Phage viruses, used to treat antibiotic resistance, gain an advantage by limiting the reproductive capacity of competitors

Curious bits of DNA tucked inside genomes across all kingdoms of life have historically been overlooked because they don’t seem to play a role in the competition for survival, or so scientists thought.

These pieces of DNA have become known as “selfish genetic elements” because they exist, as far as scientists can tell, simply to reproduce and multiply without any benefit to the host organisms. They were considered genetic trackers that were passed down from generation to generation for no reason.

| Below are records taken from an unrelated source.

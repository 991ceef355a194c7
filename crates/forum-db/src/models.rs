//! Database row types. These map directly to SQLite rows and stay distinct
//! from the forum-types API models so the storage layer owns its own shapes.

use forum_types::models::VoteType;

#[derive(Debug, Clone)]
pub struct UserRow {
    pub id: String,
    pub email: String,
    pub username: String,
    pub password: String,
    pub avatar_url: Option<String>,
    pub role: String,
    pub total_points: i64,
    pub level: i64,
    pub last_login_date: Option<String>,
    pub created_at: String,
}

#[derive(Debug, Clone)]
pub struct AdminRow {
    pub id: String,
    pub email: String,
    pub username: Option<String>,
    pub password_hash: String,
    pub is_active: bool,
    pub last_login_at: Option<String>,
    pub created_at: String,
}

/// Author columns joined onto posts, replies, reports and groups.
#[derive(Debug, Clone)]
pub struct AuthorRow {
    pub id: String,
    pub username: Option<String>,
    pub avatar_url: Option<String>,
}

#[derive(Debug, Clone)]
pub struct PostRow {
    pub id: String,
    pub title: String,
    pub category: Option<String>,
    pub summary: Option<String>,
    pub cover_image_url: Option<String>,
    pub author_id: String,
    pub tags: Option<Vec<String>>,
    pub view_count: i64,
    pub upvote_count: i64,
    pub downvote_count: i64,
    pub is_closed: bool,
    pub is_pinned: bool,
    pub pinned_at: Option<String>,
    pub created_at: String,
    pub updated_at: String,
    pub reply_count: i64,
    pub author: Option<AuthorRow>,
}

pub struct NewPost<'a> {
    pub title: &'a str,
    pub category: Option<&'a str>,
    pub summary: Option<&'a str>,
    pub cover_image_url: Option<&'a str>,
    pub tags: Option<&'a [String]>,
}

#[derive(Debug, Clone, Copy, PartialEq, Eq)]
pub enum PostSort {
    Latest,
    Views,
    Replies,
}

#[derive(Debug, Clone)]
pub struct ReplyRow {
    pub id: String,
    pub post_id: String,
    pub parent_reply_id: Option<String>,
    pub author_id: String,
    pub content: String,
    pub upvote_count: i64,
    pub downvote_count: i64,
    pub created_at: String,
    pub author: Option<AuthorRow>,
}

#[derive(Debug, Clone)]
pub struct ReportRow {
    pub id: String,
    pub post_id: String,
    pub reply_id: Option<String>,
    pub reporter_id: String,
    pub reason: String,
    pub description: Option<String>,
    pub status: String,
    pub reviewed_by: Option<String>,
    pub reviewed_at: Option<String>,
    pub created_at: String,
    pub reporter: Option<AuthorRow>,
}

#[derive(Debug, Clone)]
pub struct PointRecordRow {
    pub id: String,
    pub user_id: String,
    pub points: i64,
    pub reason: String,
    pub created_at: String,
    pub username: Option<String>,
}

#[derive(Debug, Clone)]
pub struct LineApplicationRow {
    pub id: String,
    pub user_id: String,
    pub message: String,
    pub status: String,
    pub created_at: String,
}

#[derive(Debug, Clone)]
pub struct LineGroupRow {
    pub id: String,
    pub name: String,
    pub description: Option<String>,
    pub qr_code_url: String,
    pub manager_id: String,
    pub is_active: bool,
    pub is_private: bool,
    pub admin_approved: bool,
    pub member_count: i64,
    pub created_at: String,
    pub updated_at: Option<String>,
    pub manager: Option<AuthorRow>,
}

pub struct NewLineGroup<'a> {
    pub name: &'a str,
    pub description: Option<&'a str>,
    pub qr_code_url: &'a str,
    pub manager_id: &'a str,
    pub is_private: bool,
}

#[derive(Debug, Default)]
pub struct LineGroupChanges {
    pub name: Option<String>,
    pub description: Option<String>,
    pub qr_code_url: Option<String>,
    pub is_active: Option<bool>,
}

#[derive(Debug, Clone)]
pub struct GroupApplicationRow {
    pub id: String,
    pub user_id: String,
    pub group_id: String,
    pub message: Option<String>,
    pub status: String,
    pub reviewed_by: Option<String>,
    pub reviewed_at: Option<String>,
    pub created_at: String,
    pub applicant: Option<AuthorRow>,
}

#[derive(Debug, Clone)]
pub struct GroupReportRow {
    pub id: String,
    pub group_id: String,
    pub reporter_id: String,
    pub reason: String,
    pub description: Option<String>,
    pub status: String,
    pub reviewed_by: Option<String>,
    pub reviewed_at: Option<String>,
    pub created_at: String,
    pub reporter: Option<AuthorRow>,
}

#[derive(Debug, Clone)]
pub struct CreationRequestRow {
    pub id: String,
    pub requester_id: String,
    pub name: String,
    pub description: Option<String>,
    pub qr_code_url: String,
    pub is_private: bool,
    pub status: String,
    pub reviewed_by: Option<String>,
    pub reviewed_at: Option<String>,
    pub rejection_reason: Option<String>,
    pub created_at: String,
    pub updated_at: Option<String>,
    pub requester: Option<AuthorRow>,
}

#[derive(Debug, Clone)]
pub struct AnnouncementRow {
    pub id: String,
    pub title: String,
    pub content: String,
    pub created_by: String,
    pub is_active: bool,
    pub priority: i64,
    pub created_at: String,
    pub updated_at: Option<String>,
}

#[derive(Debug, Default)]
pub struct AnnouncementChanges {
    pub title: Option<String>,
    pub content: Option<String>,
    pub priority: Option<i64>,
    pub is_active: Option<bool>,
}

#[derive(Debug, Default)]
pub struct UserChanges {
    pub username: Option<String>,
    pub email: Option<String>,
    pub password_hash: Option<String>,
    pub total_points: Option<i64>,
}

#[derive(Debug, Clone)]
pub struct UploadRow {
    pub id: String,
    pub owner_id: String,
    pub content_type: String,
    pub size: i64,
    pub created_at: String,
}

// -- Operation outcomes --

/// Result of charging points against a balance.
#[derive(Debug, Clone, Copy, PartialEq, Eq)]
pub enum Deduction {
    Applied { total: i64 },
    Insufficient { current: i64 },
    UnknownUser,
}

#[derive(Debug, Clone, Copy, PartialEq, Eq)]
pub struct VoteOutcome {
    pub upvote_count: i64,
    pub downvote_count: i64,
    pub current: Option<VoteType>,
    /// True when an upvote was cast where the user had no vote before.
    pub fresh_upvote: bool,
}

#[derive(Debug, Clone, Copy, PartialEq, Eq)]
pub enum PinOutcome {
    Pinned,
    NotFound,
    AlreadyPinned,
    NotOwner,
    Insufficient { current: i64 },
}

#[derive(Debug, Clone)]
pub enum GroupCreation {
    Created(LineGroupRow),
    Insufficient { current: i64 },
}

#[derive(Debug, Clone, PartialEq, Eq)]
pub enum CreationReviewOutcome {
    NotFound,
    AlreadyReviewed,
    Insufficient { current: i64 },
    Rejected,
    Approved { group_id: String },
}

#[derive(Debug, Clone, Copy, PartialEq, Eq)]
pub enum ApplyOutcome {
    Created,
    GroupNotFound,
    GroupInactive,
    AlreadyPending,
    AlreadyApproved,
}

#[derive(Debug, Clone, Copy, PartialEq, Eq)]
pub struct SiteTotals {
    pub users: i64,
    pub posts: i64,
    pub replies: i64,
    pub groups: i64,
    pub group_applications: i64,
    pub group_reports: i64,
}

Research conducted by researchers at the University of California, San Diego has provided fresh evidence that such elements of DNA may not be so selfish after all. Instead, they now appear to greatly influence the dynamics between competing organisms.

Publishing in a journal Science, researchers from the School of Biological Sciences studied selfish genetic elements in bacteriophages (phages), viruses that are thought to be the most abundant organisms on Earth. To their surprise, the researchers discovered that selfish genetic elements known as “mobile introns” gave their viral hosts a distinct advantage in competition with other viruses: Phages weaponized the mobile introns to disrupt the reproductive ability of rival phage viruses.

“This is the first time that a selfish genetic element has been shown to provide a competitive advantage to the host organism it invades,” said study co-author Erica Birkholz, a postdoctoral fellow in the Department of Molecular Biology. “Understanding that selfish genetic elements are not always purely ‘selfish’ has broad implications for better understanding the evolution of genomes in all kingdoms of life.”

Decades ago, biologists noted the existence of selfish genetic elements, but were unable to characterize any role they play in helping the host survive and reproduce. In the new study, which focused on investigating “jumbo” phages, the researchers analyzed the dynamics when two phages co-infected a single bacterial cell and competed against each other.

They looked closely at endonuclease, an enzyme that serves as a tool for cutting DNA. Studies have shown that an endonuclease from a mobile intron of one phage interferes with the genome of a competing phage. Therefore, the endonuclease is now considered a combat tool because it has been documented to cleave an essential gene in the genome of a competing phage. This sabotages the competitor’s ability to appropriately assemble its own offspring and reproduce.

“This weaponized intron endonuclease provides a competitive advantage to the phage that carries it,” Birkholz said.

The researchers say this finding is particularly important in the evolutionary arms race between viruses because of the constant competition in co-infection.

“We were able to clearly delineate the mechanism that provides the benefit and how it happens at the molecular level,” said Biological Sciences graduate student Chase Morgan, co-author of the paper. “This incompatibility between selfish genetic elements becomes molecular warfare.”

The results of the study are important because phage viruses are emerging as therapeutic tools in the fight against antibiotic-resistant bacteria. As doctors deploy phage “cocktails” to fight infections in this growing crisis, new information will likely come into play as more phages are implemented. Knowing that some phages use selfish genetic elements as weapons against other phages could help researchers understand why certain combinations of phages may not reach their full therapeutic potential.

“The phages in this study can be used to treat patients with bacterial infections associated with cystic fibrosis,” said Professor of Biological Sciences Joe Pogliano. “Understanding how they compete with each other will allow us to make better cocktails for phage therapy.”

The authors of the article are: Erica Birkholz, Chase Morgan, Thomas Laughlin, Rebecca Lau, Amy Prichard, Sahana Rangarajan, Gabrielle Meza, Jina Lee, Emily Armbruster, Sergey Suslov, Kit Pogliano, Justin Meyer, Elizabeth Villa, Kevin Corbett, and Joe Pogliano.